Their focus is astrocytes that normally nourish and protect retinal ganglion cells, at the juncture where the optic nerve sends visual information to the brain so we can see. Glaucoma appears to change the relationship between these two brain cell types so that astrocytes move from supportive to destructive mode.

“The theory is that in glaucoma, through some complicated set of mechanisms that may be dependent on intraocular pressure, the astrocytes may change so that they become toxic to neurons,” said Dr. Kathryn Bollinger, ophthalmologist, glaucoma specialist and retinal cell biologist at the Department of Ophthalmology at the Medical College of Georgia at Augusta University.

“Our thought for how we can better treat glaucoma is to protect the neurons directly,” Bollinger said. “That is what we are trying to do,” she said of therapies that may one day be used alongside existing strategies that work to either increase the amount of fluid drained from or produced by the eye.

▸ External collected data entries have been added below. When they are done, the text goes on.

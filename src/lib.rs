#[macro_use]
extern crate diesel;

pub mod schema;
pub mod types;
pub mod db;
pub mod installment;
pub mod loan;
pub mod payment;
pub mod idempotency;
pub mod billing;
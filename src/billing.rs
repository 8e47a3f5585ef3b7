pub mod error;
pub mod schedule;
mod service;

pub use self::error::{Error, ErrorKind};
pub use self::service::{Calendar, NewService, Service, SystemCalendar};

pub type Result<T> = std::result::Result<T, Error>;
use bigdecimal::BigDecimal;
use serde::Serialize;

use crate::schema::installments;
use crate::types::{Date, Id};

/// One week of a loan's repayment schedule. `paid` only ever moves from false
/// to true.
#[derive(Queryable, Identifiable, Debug, Clone, PartialEq, Serialize)]
pub struct Installment {
	pub id: Id,
	pub loan_id: Id,
	pub week_number: i32,
	pub due_date: Date,
	pub amount: BigDecimal,
	pub paid: bool,
}

/// A scheduled installment that has not been persisted yet. The loan repo
/// attaches the loan id once the loan row has been inserted.
#[derive(Debug, Clone, PartialEq)]
pub struct NewInstallment {
	pub week_number: i32,
	pub due_date: Date,
	pub amount: BigDecimal,
}

#[derive(Insertable)]
#[table_name = "installments"]
pub struct InstallmentRow<'a> {
	pub loan_id: &'a Id,
	pub week_number: i32,
	pub due_date: Date,
	pub amount: &'a BigDecimal,
	pub paid: bool,
}
use std::fmt;
use std::io;

use tokio::io::{AsyncBufRead, AsyncBufReadExt};

use crate::error::CharsetError;

/// Line terminator used in both directions.
pub const CRLF: &[u8] = b"\r\n";

/// Longest line accepted before it is discarded.
pub const DEFAULT_MAX_LINE_LENGTH: usize = 1024;

/// Text encoding applied to the lines of one listener.
#[derive(Debug, Clone, Copy, PartialEq, Eq)]
pub enum Charset {
    Ascii,
    Utf8,
}

impl fmt::Display for Charset {
    fn fmt(&self, f: &mut fmt::Formatter<'_>) -> fmt::Result {
        match self {
            Charset::Ascii => f.write_str("US-ASCII"),
            Charset::Utf8 => f.write_str("UTF-8"),
        }
    }
}

impl Charset {
    pub fn decode(self, bytes: Vec<u8>) -> Result<String, CharsetError> {
        match self {
            Charset::Ascii => match bytes.iter().position(|b| !b.is_ascii()) {
                Some(position) => Err(CharsetError { charset: self, position }),
                // All bytes are ASCII, which is always valid UTF-8.
                None => String::from_utf8(bytes).map_err(|e| CharsetError {
                    charset: self,
                    position: e.utf8_error().valid_up_to(),
                }),
            },
            Charset::Utf8 => String::from_utf8(bytes).map_err(|e| CharsetError {
                charset: self,
                position: e.utf8_error().valid_up_to(),
            }),
        }
    }

    /// Encodes a line and appends the terminator.
    pub fn encode_line(self, line: &str) -> Result<Vec<u8>, CharsetError> {
        if self == Charset::Ascii {
            if let Some(position) = line.bytes().position(|b| !b.is_ascii()) {
                return Err(CharsetError { charset: self, position });
            }
        }

        let mut out = Vec::with_capacity(line.len() + CRLF.len());
        out.extend_from_slice(line.as_bytes());
        out.extend_from_slice(CRLF);
        Ok(out)
    }
}

#[derive(Debug, PartialEq, Eq)]
pub enum Frame {
    Line(Vec<u8>),
    /// A line longer than the limit went by; its content was dropped.
    Overlong,
}

/// Splits a byte stream into CRLF terminated lines.
///
/// A bare LF is ordinary line content. Bytes left over when the stream ends
/// without a terminator are dropped.
pub struct LineReader<R> {
    inner: R,
    max_len: usize,
    buf: Vec<u8>,
    overflowed: bool,
}

impl<R: AsyncBufRead + Unpin> LineReader<R> {
    pub fn new(inner: R, max_len: usize) -> Self {
        Self {
            inner,
            max_len,
            buf: Vec::new(),
            overflowed: false,
        }
    }

    /// Returns `Ok(None)` on end of stream.
    pub async fn next_frame(&mut self) -> io::Result<Option<Frame>> {
        loop {
            let chunk = self.inner.fill_buf().await?;
            if chunk.is_empty() {
                self.buf.clear();
                return Ok(None);
            }

            let (take, found_lf) = match chunk.iter().position(|&b| b == b'\n') {
                Some(i) => (i + 1, true),
                None => (chunk.len(), false),
            };
            self.buf.extend_from_slice(&chunk[..take]);
            self.inner.consume(take);

            if found_lf && self.buf.ends_with(CRLF) {
                self.buf.truncate(self.buf.len() - CRLF.len());
                let line = std::mem::take(&mut self.buf);
                let overflowed = std::mem::take(&mut self.overflowed);

                if overflowed || line.len() > self.max_len {
                    return Ok(Some(Frame::Overlong));
                }
                return Ok(Some(Frame::Line(line)));
            }

            if self.buf.len() > self.max_len + 1 {
                // Keep the last byte: it may be the CR of a split terminator.
                let last = self.buf.pop();
                self.buf.clear();
                self.buf.extend(last);
                self.overflowed = true;
            }
        }
    }
}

Her target in the astrocytes is sigma–1 receptor, or S1R, a protein found throughout the body that is believed to have the innate role of protecting neurons. Research animals with S1R deleted have slow progressing, age–associated death of neurons in the eye that is similar to what can occur in glaucoma as well as death of motor neurons that produce ALS–like symptoms.

The problem in glaucoma appears to be that astrocytes become too reactive and more S1R may be part of the solution. Astrocytes need to be activated following an injury to help neurons recover but when they become reactive they go from being nurturing to noxious, increasing in number but forming disruptive scar tissue. They also begin to release substances like the gas nitric oxide, which is toxic at these higher levels but protective at lower ones, and tumor necrosis factor alpha, a signaling protein that activates inflammation and is implicated in a wide range of diseases.

Bollinger notes that there is no evidence that S1R activity is decreased by glaucoma, rather it’s more likely that the increased pressure increases the amount of SIR needed to be protective. “We do know that if we increase its activity, it appears to be protective,” she said. “The question is how.”

Her research model includes co–culturing astrocytes and retinal ganglion cells from the optic nerve of research animals to learn more about how they interact in a healthy scenario. Her research team also will be taking astrocytes from mice missing S1R and putting them with normal retinal ganglion cells to see how that changes the equation. They’ll then add the pain reliever (+)–pentazocine, which activates S1R, and further examine its impact.

They have shown that exposing astrocytes to proinflammatory signals called cytokines, which are elevated in glaucoma, makes astrocytes very reactive. The brain cells experience changes to their shape, start moving around more and GFAP levels go up. Glial fibrillary acidic protein, or GFAP, is expressed by astrocytes and other cells in the central nervous system and thought to help astrocytes maintain their shape and strength under duress, such as increased pressure. However high levels of GFAP, also associated with traumatic brain injury and stroke, appear to put the brain at risk. So, they will add another cytokine, transforming growth factor beta 1, to get the astrocytes to react and see how the presence and absence of (+)–pentazocine affects reactivity.

The MCG vision research team has evidence that treatment with (+)–pentazocine calms the astrocytes, instead prompting them to release brain–derived neurotrophic factor, known to promote healthy survival of neurons.